Projelerinin 15 milyon TL’lik Ar-Ge yatırımıyla hayata geçtiğinin altını çizen Kükrek, "Projemiz, prototip zamanlarını, maliyetlerini ve sürelerini son derece azaltacak ve savunma sanayisinin gelişimine hız kazandıracak. Yurt dışından ihracat iznine tabi yabancı menşeili teknolojilerin yerine yüzde yüz yerli ve milli kaynaklarla geliştirdiğimiz kendi simülasyon teknolojimiz kullanılacak. Böylece ülkemizin savunma sanayisinin ithalat giderleri azalırken aynı anda ihracatımıza da katkı sağlayacağız.
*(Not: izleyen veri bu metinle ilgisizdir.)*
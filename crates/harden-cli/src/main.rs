//! harden CLI
//!
//! Applies a hardening profile to SSH configuration files, validating every
//! change and rolling back anything the validator rejects.

mod cli;
mod commands;
mod context;
mod error;
mod logging;

use clap::Parser;
use colored::Colorize;

use cli::{Cli, Commands, ProfileAction};
use context::RunContext;
use error::Result;

fn main() {
    match run() {
        Ok(code) => std::process::exit(code),
        Err(e) => {
            eprintln!("{}: {}", "error".red().bold(), e);
            std::process::exit(1);
        }
    }
}

fn run() -> Result<i32> {
    let cli = Cli::parse();

    logging::init(cli.verbose)?;

    match &cli.command {
        Some(cmd) => execute_command(&cli, cmd),
        None => {
            // No command provided - show help hint
            println!("{} SSH configuration hardening", "harden".green().bold());
            println!();
            println!("Run {} for available commands.", "harden --help".cyan());
            Ok(commands::EXIT_OK)
        }
    }
}

fn execute_command(cli: &Cli, cmd: &Commands) -> Result<i32> {
    match cmd {
        Commands::Apply => commands::run_apply(&RunContext::from_cli(cli)?, cli.json),
        Commands::Plan => commands::run_plan(&RunContext::from_cli(cli)?, cli.json),
        Commands::Check => commands::run_check(&RunContext::from_cli(cli)?, cli.json),
        Commands::Backups => commands::run_backups(&RunContext::from_cli(cli)?, cli.json),
        Commands::Profile { action } => match action {
            ProfileAction::List => commands::run_profile_list(cli.json),
            ProfileAction::Show => {
                let profile = context::load_profile(cli)?;
                commands::run_profile_show(&profile, cli.json)
            }
        },
    }
}
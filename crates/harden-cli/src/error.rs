//! Error types for harden-cli

/// Result type for CLI operations
pub type Result<T> = std::result::Result<T, CliError>;

/// Errors that can occur in CLI operations
#[derive(Debug, thiserror::Error)]
pub enum CliError {
    /// Error from harden-core
    #[error(transparent)]
    Core(#[from] harden_core::Error),

    /// JSON output could not be produced
    #[error("JSON output error: {0}")]
    Json(#[from] serde_json::Error),

    /// Profile could not be rendered as TOML
    #[error("TOML output error: {0}")]
    Toml(#[from] toml::ser::Error),

    /// Logging could not be set up
    #[error("Logging setup failed: {0}")]
    Logging(String),

    /// User-facing error with a message
    #[error("{message}")]
    User { message: String },
}

impl CliError {
    /// Create a new user error with the given message
    pub fn user(message: impl Into<String>) -> Self {
        Self::User {
            message: message.into(),
        }
    }
}
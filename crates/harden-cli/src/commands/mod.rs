//! Command implementations for harden-cli

pub mod apply;
pub mod backups;
pub mod check;
pub mod plan;
pub mod profile;

pub use apply::run_apply;
pub use backups::run_backups;
pub use check::run_check;
pub use plan::run_plan;
pub use profile::{run_profile_list, run_profile_show};

use colored::Colorize;
use harden_core::{ChangeKind, DirectiveChange, TargetStatus};
use serde::Serialize;

use crate::error::Result;

/// Every target ended as intended.
pub const EXIT_OK: i32 = 0;
/// A target was rolled back, could not be processed, or has drifted.
pub const EXIT_ATTENTION: i32 = 2;
/// A rollback failed or a target was interrupted; a file may be left broken.
pub const EXIT_ROLLBACK_FAILED: i32 = 3;

/// Process exit code for the most severe target status of a run.
pub fn exit_code(worst: TargetStatus) -> i32 {
    match worst {
        TargetStatus::Success => EXIT_OK,
        TargetStatus::RolledBack | TargetStatus::Failed => EXIT_ATTENTION,
        TargetStatus::Interrupted | TargetStatus::RollbackFailed => EXIT_ROLLBACK_FAILED,
    }
}

/// Print `value` as pretty JSON on stdout.
pub fn print_json<T: Serialize + ?Sized>(value: &T) -> Result<()> {
    println!("{}", serde_json::to_string_pretty(value)?);
    Ok(())
}

/// One indented line describing a directive change.
pub fn print_change(change: &DirectiveChange) {
    match change.kind {
        ChangeKind::Replaced => {
            println!(
                "   {} {} {}",
                "~".yellow(),
                change.current,
                format!(
                    "(line {}, was: {})",
                    change.line + 1,
                    change.previous.as_deref().unwrap_or("")
                )
                .dimmed()
            );
        }
        ChangeKind::Appended => {
            println!("   {} {}", "+".green(), change.current);
        }
        ChangeKind::Unchanged => {}
    }
}
//! Backups command: list dated backups per target

use colored::Colorize;
use harden_core::BackupEntry;
use serde::Serialize;

use super::{EXIT_OK, print_json};
use crate::context::RunContext;
use crate::error::Result;

#[derive(Debug, Serialize)]
struct TargetBackups {
    path: std::path::PathBuf,
    backups: Vec<BackupEntry>,
}

/// Run the backups command
pub fn run_backups(ctx: &RunContext, json: bool) -> Result<i32> {
    let backups = ctx.orchestrator.guard().backups();

    let mut listing = Vec::with_capacity(ctx.targets.len());
    for target in &ctx.targets {
        let path = ctx.orchestrator.resolve(&target.file);
        let entries = backups.list(&path)?;
        listing.push(TargetBackups {
            path,
            backups: entries,
        });
    }

    if json {
        print_json(&listing)?;
        return Ok(EXIT_OK);
    }

    for target in &listing {
        println!("{}", target.path.display().to_string().cyan().bold());
        if target.backups.is_empty() {
            println!("   {}", "no backups".dimmed());
        }
        for entry in &target.backups {
            println!(
                "   {} {} {}",
                entry.date.to_string().green(),
                entry.path.display(),
                format!("({} bytes)", entry.size).dimmed()
            );
        }
    }

    Ok(EXIT_OK)
}
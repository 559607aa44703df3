//! Streamable HTTP transport for the MCP server.

use crate::db::ConnectionProvider;
use crate::error::{DbError, DbResult};
use crate::mcp::{MssqlService, ToolRegistry};
use crate::transport::{Transport, wait_for_signal};
use rmcp::transport::streamable_http_server::{
    StreamableHttpService, session::local::LocalSessionManager,
};
use std::sync::Arc;
use std::time::Duration;
use tokio::net::TcpListener;
use tracing::{error, info, warn};

/// Open SSE streams can keep the server alive; give them this long after a signal.
const GRACEFUL_TIMEOUT: Duration = Duration::from_secs(30);

/// HTTP transport; each MCP session gets its own service over the shared registry.
pub struct HttpTransport<P> {
    registry: Arc<ToolRegistry<P>>,
    host: String,
    port: u16,
    /// MCP endpoint path, e.g. "/mcp"
    endpoint: String,
}

impl<P: ConnectionProvider> HttpTransport<P> {
    pub fn new(
        registry: Arc<ToolRegistry<P>>,
        host: impl Into<String>,
        port: u16,
        endpoint: impl Into<String>,
    ) -> Self {
        Self {
            registry,
            host: host.into(),
            port,
            endpoint: endpoint.into(),
        }
    }

    pub fn bind_addr(&self) -> String {
        format!("{}:{}", self.host, self.port)
    }

    pub fn endpoint(&self) -> &str {
        &self.endpoint
    }
}

impl<P: ConnectionProvider> Transport for HttpTransport<P> {
    async fn run(&self) -> DbResult<()> {
        let bind_addr = self.bind_addr();
        info!("Starting MCP server with HTTP transport on {}", bind_addr);

        let registry = self.registry.clone();
        let service = StreamableHttpService::new(
            move || Ok(MssqlService::new(registry.clone())),
            LocalSessionManager::default().into(),
            Default::default(),
        );

        // nest_service rejects "/", so the root endpoint is served as fallback
        let app = if self.endpoint == "/" {
            axum::Router::new().fallback_service(service)
        } else {
            axum::Router::new().nest_service(&self.endpoint, service)
        };

        let listener = TcpListener::bind(&bind_addr)
            .await
            .map_err(|e| DbError::internal(format!("Failed to bind to {}: {}", bind_addr, e)))?;

        info!(endpoint = %self.endpoint, "MCP endpoint ready");

        let shutdown_notify = Arc::new(tokio::sync::Notify::new());
        let shutdown_trigger = shutdown_notify.clone();
        let shutdown_signal = async move {
            wait_for_signal().await;
            shutdown_trigger.notify_one();
        };

        let server = axum::serve(listener, app).with_graceful_shutdown(shutdown_signal);

        tokio::select! {
            result = server => {
                if let Err(e) = result {
                    error!(error = %e, "HTTP server error");
                    return Err(DbError::internal(format!("HTTP server error: {}", e)));
                }
                info!("HTTP server stopped");
            }
            _ = async {
                shutdown_notify.notified().await;
                info!(
                    timeout_secs = GRACEFUL_TIMEOUT.as_secs(),
                    "Waiting for sessions to close (send signal again to force exit)..."
                );
                tokio::select! {
                    _ = tokio::time::sleep(GRACEFUL_TIMEOUT) => {
                        warn!("Graceful shutdown timeout, forcing exit");
                    }
                    _ = wait_for_signal() => {
                        warn!("Received second signal, forcing immediate exit");
                    }
                }
            } => {}
        }

        Ok(())
    }

    fn name(&self) -> &'static str {
        "http"
    }
}
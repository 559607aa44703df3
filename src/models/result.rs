//! The result envelope returned by every tool.

use crate::error::{DbError, DbResult};
use serde::Serialize;
use serde_json::Value as JsonValue;

/// Outcome of a single tool invocation.
///
/// Fields are private so the only way to build one is through the
/// constructors below: a successful result never carries an error, and a
/// failed one never carries data or a row count.
#[derive(Debug, Clone, PartialEq, Serialize)]
pub struct OperationResult {
    success: bool,
    #[serde(skip_serializing_if = "Option::is_none")]
    error: Option<String>,
    #[serde(skip_serializing_if = "Option::is_none")]
    rows_affected: Option<u64>,
    #[serde(skip_serializing_if = "Option::is_none")]
    data: Option<JsonValue>,
}

impl OperationResult {
    /// Success without payload.
    pub fn ok() -> Self {
        Self {
            success: true,
            error: None,
            rows_affected: None,
            data: None,
        }
    }

    /// Success carrying a payload.
    pub fn with_data(data: JsonValue) -> Self {
        Self {
            data: Some(data),
            ..Self::ok()
        }
    }

    /// Success carrying an affected-row count.
    pub fn with_rows_affected(rows_affected: u64) -> Self {
        Self {
            rows_affected: Some(rows_affected),
            ..Self::ok()
        }
    }

    /// Success carrying both a row count and the rows themselves.
    pub fn with_rows_and_data(rows_affected: u64, data: JsonValue) -> Self {
        Self {
            rows_affected: Some(rows_affected),
            data: Some(data),
            ..Self::ok()
        }
    }

    pub fn failure(error: impl Into<String>) -> Self {
        Self {
            success: false,
            error: Some(error.into()),
            rows_affected: None,
            data: None,
        }
    }

    /// Serialize a typed payload into a successful result.
    ///
    /// A payload that cannot be represented as JSON becomes a failure.
    pub fn from_payload<T: Serialize>(payload: &T) -> Self {
        match serde_json::to_value(payload) {
            Ok(data) => Self::with_data(data),
            Err(e) => Self::failure(DbError::internal(e.to_string()).to_string()),
        }
    }

    pub fn is_success(&self) -> bool {
        self.success
    }

    pub fn error(&self) -> Option<&str> {
        self.error.as_deref()
    }

    pub fn rows_affected(&self) -> Option<u64> {
        self.rows_affected
    }

    pub fn data(&self) -> Option<&JsonValue> {
        self.data.as_ref()
    }

    /// Pretty-printed JSON, the text sent back to the client.
    pub fn to_pretty_json(&self) -> DbResult<String> {
        serde_json::to_string_pretty(self).map_err(|e| DbError::internal(e.to_string()))
    }
}

impl From<DbError> for OperationResult {
    fn from(err: DbError) -> Self {
        Self::failure(err.to_string())
    }
}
Bu açıdan da milli duygularımız ve geleceğe katacakları bakımından, bizi oldukça gururlandıran bir teknoloji oldu." dedi.

"ETKİ ALANIMIZI GENİŞLETECEĞİZ, DÜNYAYA AÇILACAĞIZ"

Şirket olarak daha evvel  Türkiye’nin yerli ve milli otomobil markası TOGG’a ‘döngüde sürücü’ ve ‘döngüde yazılım ve donanım’ simülasyon altyapısı ile hareketli simülasyon ürettiklerini belirten Kükrek, teknolojileriyle Türkiye'de birçok sektörün gelişimine katkıda bulunduklarını, 6 Eksenli Hareket Platformları ile etki alanlarını daha fazla alana hatta dünyaya yayacaklarının altını çizdi.

Kükrek ayrıca, Türkiye savunma sanayisini ve teknolojisini, teknolojilerinin oluşturacağı etkiyle dünyada daha fazla ön plana çıkaracaklarını sözlerine ekledi.

"BİRLİKTE GELİŞİYOR, BİRLİKTE BÜYÜYORUZ"

Konuyla ilgili konuşan ASELSAN Tedarik Zinciri Yönetimi Genel Müdür Yardımcısı Nuh Yılmaz ise, milli ve yerli tedarikçileri ASELSAN’ın asli unsurlarından biri olarak gördüklerini dile getirerek, "Ülkemizin savunma sanayinde tam bağımsızlığını sağlamak ve herhangi bir üretim darboğazı veya ambargo durumunda güvenlik güçlerimize desteğimizi hız kesmeden devam ettirebilmek için tüm kritik bileşenleri yerli firmalarımız eliyle millileştirmeyi zorunlu olarak görüyoruz." ifadelerini kullandı. 

Kurumlarıyla çalışmaya başlayan şirketlerin iş yapma tarzlarından teknoloji süreçlerine kadar birçok alanda birlikte gelişip büyüdüklerine dikkat çeken Yılmaz, "Bizimle beraber yürüyen şirketlerimizin olgunlaşıp bilinen markalar haline gelmesini memnuniyetle karşılıyor ve destekliyoruz. Bu vesileyle belli bir yetkinlik seviyesine gelmiş ve savunma sanayii için çalışmak isteyen tüm firmalarımızı millileştirme çalışmalarımızın bir parçası olmasını bekliyoruz." diyerek sözlerini noktaladı.